- **WORK TASK**
Search the material below for the word "with". Copy every line that has it.

- **RECORDS SUPPLIED**
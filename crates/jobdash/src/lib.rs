//! Jobdash: filterable job-listing dashboards over a CSV file or a spreadsheet.
//!
//! A dashboard loads a table of job listings, narrows it with a small set of
//! filters, summarizes the result in three metrics and presents it as a grid.
//! Edits made in the grid are written back to the source.
//!
//! # Data flow
//!
//! - **Load**: read the source, decode, parse and type the columns
//! - **Filter**: favorites view, categories, value range, date range
//! - **Summarize**: project count and value extremes
//! - **Present**: grid with a widget per column
//! - **Write back**: rewrite the file, or update favorites in the sheet
//!
//! # Example
//!
//! ```no_run
//! use jobdash::{Dashboard, DashboardConfig, FileBackend, Interaction, Loader};
//!
//! let loader = Loader::new(FileBackend::new("jobs.csv"));
//! let mut dashboard = Dashboard::new(DashboardConfig::favorites(), loader);
//! let view = dashboard.interact(Interaction::default());
//!
//! for card in &view.metrics.unwrap().cards {
//!     println!("{}: {}", card.label, card.value);
//! }
//! ```

pub mod backend;
pub mod dashboard;
pub mod edit;
pub mod error;
pub mod filter;
pub mod input;
pub mod loader;
pub mod metrics;
pub mod page;
pub mod present;
pub mod schema;
pub mod sheets;

pub use backend::{Backend, DataSource, FileBackend, SheetBackend};
pub use dashboard::{
    handle_interaction, Dashboard, DashboardConfig, DashboardView, Interaction, MetricsView,
    SessionState,
};
pub use edit::{EditDelta, EditSink, EditedRow, WriteReport};
pub use error::{DashError, Result};
pub use filter::{filter, FilterControls, FilterCriteria, FilterEngine, FilterOptions, ViewMode};
pub use input::{Parser, ParserConfig, RawTable, SourceMetadata};
pub use loader::{Loaded, Loader, Notice, NoticeLevel};
pub use metrics::{summarize, Metrics};
pub use present::{present, Grid};
pub use schema::{ColumnKind, ColumnSchema, JobTable, Value};
pub use sheets::{MockSheets, SheetCredentials, SheetsApi, SheetsClient};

- **OUTPUT FOR THIS EXERCISE**
//! A dashboard loads a table of job listings, narrows it with a small set of
//! - **Present**: grid with a widget per column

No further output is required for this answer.